:: MATERIAL TO PROCESS ::

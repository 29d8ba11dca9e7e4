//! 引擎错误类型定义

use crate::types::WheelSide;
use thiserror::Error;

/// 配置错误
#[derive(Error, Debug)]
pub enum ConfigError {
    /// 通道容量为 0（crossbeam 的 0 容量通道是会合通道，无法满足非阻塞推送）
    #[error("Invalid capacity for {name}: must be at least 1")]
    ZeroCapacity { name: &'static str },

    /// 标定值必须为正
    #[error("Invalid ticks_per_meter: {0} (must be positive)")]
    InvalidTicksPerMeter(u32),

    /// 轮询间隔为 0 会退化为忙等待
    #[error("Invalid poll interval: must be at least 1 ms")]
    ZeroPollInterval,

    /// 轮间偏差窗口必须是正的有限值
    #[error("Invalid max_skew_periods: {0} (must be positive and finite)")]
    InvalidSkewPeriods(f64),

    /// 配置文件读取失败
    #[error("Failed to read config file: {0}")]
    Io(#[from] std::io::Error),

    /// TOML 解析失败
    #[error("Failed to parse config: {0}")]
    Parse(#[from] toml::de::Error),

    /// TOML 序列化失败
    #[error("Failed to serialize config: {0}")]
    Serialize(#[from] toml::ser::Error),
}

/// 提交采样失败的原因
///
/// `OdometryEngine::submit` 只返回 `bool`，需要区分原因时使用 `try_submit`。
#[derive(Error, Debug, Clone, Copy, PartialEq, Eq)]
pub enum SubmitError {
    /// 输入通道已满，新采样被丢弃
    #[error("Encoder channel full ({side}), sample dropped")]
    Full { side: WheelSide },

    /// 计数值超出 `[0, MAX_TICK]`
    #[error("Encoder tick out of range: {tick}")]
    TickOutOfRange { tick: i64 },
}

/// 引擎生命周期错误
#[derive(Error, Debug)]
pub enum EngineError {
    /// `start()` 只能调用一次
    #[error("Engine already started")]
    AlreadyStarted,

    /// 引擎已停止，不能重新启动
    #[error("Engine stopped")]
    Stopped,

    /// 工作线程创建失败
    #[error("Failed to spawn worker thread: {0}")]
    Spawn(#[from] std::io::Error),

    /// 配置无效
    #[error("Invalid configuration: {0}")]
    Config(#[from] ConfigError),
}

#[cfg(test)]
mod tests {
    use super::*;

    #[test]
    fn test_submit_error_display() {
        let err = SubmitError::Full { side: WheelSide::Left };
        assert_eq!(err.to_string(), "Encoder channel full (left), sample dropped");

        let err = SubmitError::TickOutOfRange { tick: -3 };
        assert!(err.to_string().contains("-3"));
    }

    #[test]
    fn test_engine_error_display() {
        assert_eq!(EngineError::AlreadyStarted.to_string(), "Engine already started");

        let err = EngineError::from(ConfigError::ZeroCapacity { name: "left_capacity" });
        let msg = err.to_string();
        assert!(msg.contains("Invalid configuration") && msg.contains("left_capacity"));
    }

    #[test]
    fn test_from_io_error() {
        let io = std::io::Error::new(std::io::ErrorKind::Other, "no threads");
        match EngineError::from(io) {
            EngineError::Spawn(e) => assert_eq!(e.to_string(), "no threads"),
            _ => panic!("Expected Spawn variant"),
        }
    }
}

:::

Set down the data once more, word for word.

◆ THE COMPLETED TASK
repository 29d8ba11dca9e7e4
//! 引擎错误类型定义

use crate::types::WheelSide;
use thiserror::Error;

/// 配置错误
#[derive(Error, Debug)]
pub enum ConfigError {
    /// 通道容量为 0（crossbeam 的 0 容量通道是会合通道，无法满足非阻塞推送）
    #[error("Invalid capacity for {name}: must be at least 1")]
    ZeroCapacity { name: &'static str },

    /// 标定值必须为正
    #[error("Invalid ticks_per_meter: {0} (must be positive)")]
    InvalidTicksPerMeter(u32),

    /// 轮询间隔为 0 会退化为忙等待
    #[error("Invalid poll interval: must be at least 1 ms")]
    ZeroPollInterval,

    /// 轮间偏差窗口必须是正的有限值
    #[error("Invalid max_skew_periods: {0} (must be positive and finite)")]
    InvalidSkewPeriods(f64),

    /// 配置文件读取失败
    #[error("Failed to read config file: {0}")]
    Io(#[from] std::io::Error),

    /// TOML 解析失败
    #[error("Failed to parse config: {0}")]
    Parse(#[from] toml::de::Error),

    /// TOML 序列化失败
    #[error("Failed to serialize config: {0}")]
    Serialize(#[from] toml::ser::Error),
}

/// 提交采样失败的原因
///
/// `OdometryEngine::submit` 只返回 `bool`，需要区分原因时使用 `try_submit`。
#[derive(Error, Debug, Clone, Copy, PartialEq, Eq)]
pub enum SubmitError {
    /// 输入通道已满，新采样被丢弃
    #[error("Encoder channel full ({side}), sample dropped")]
    Full { side: WheelSide },

    /// 计数值超出 `[0, MAX_TICK]`
    #[error("Encoder tick out of range: {tick}")]
    TickOutOfRange { tick: i64 },
}

/// 引擎生命周期错误
#[derive(Error, Debug)]
pub enum EngineError {
    /// `start()` 只能调用一次
    #[error("Engine already started")]
    AlreadyStarted,

    /// 引擎已停止，不能重新启动
    #[error("Engine stopped")]
    Stopped,

    /// 工作线程创建失败
    #[error("Failed to spawn worker thread: {0}")]
    Spawn(#[from] std::io::Error),

    /// 配置无效
    #[error("Invalid configuration: {0}")]
    Config(#[from] ConfigError),
}

#[cfg(test)]
mod tests {
    use super::*;

    #[test]
    fn test_submit_error_display() {
        let err = SubmitError::Full { side: WheelSide::Left };
        assert_eq!(err.to_string(), "Encoder channel full (left), sample dropped");

        let err = SubmitError::TickOutOfRange { tick: -3 };
        assert!(err.to_string().contains("-3"));
    }

    #[test]
    fn test_engine_error_display() {
        assert_eq!(EngineError::AlreadyStarted.to_string(), "Engine already started");

        let err = EngineError::from(ConfigError::ZeroCapacity { name: "left_capacity" });
        let msg = err.to_string();
        assert!(msg.contains("Invalid configuration") && msg.contains("left_capacity"));
    }

    #[test]
    fn test_from_io_error() {
        let io = std::io::Error::new(std::io::ErrorKind::Other, "no threads");
        match EngineError::from(io) {
            EngineError::Spawn(e) => assert_eq!(e.to_string(), "no threads"),
            _ => panic!("Expected Spawn variant"),
        }
    }
}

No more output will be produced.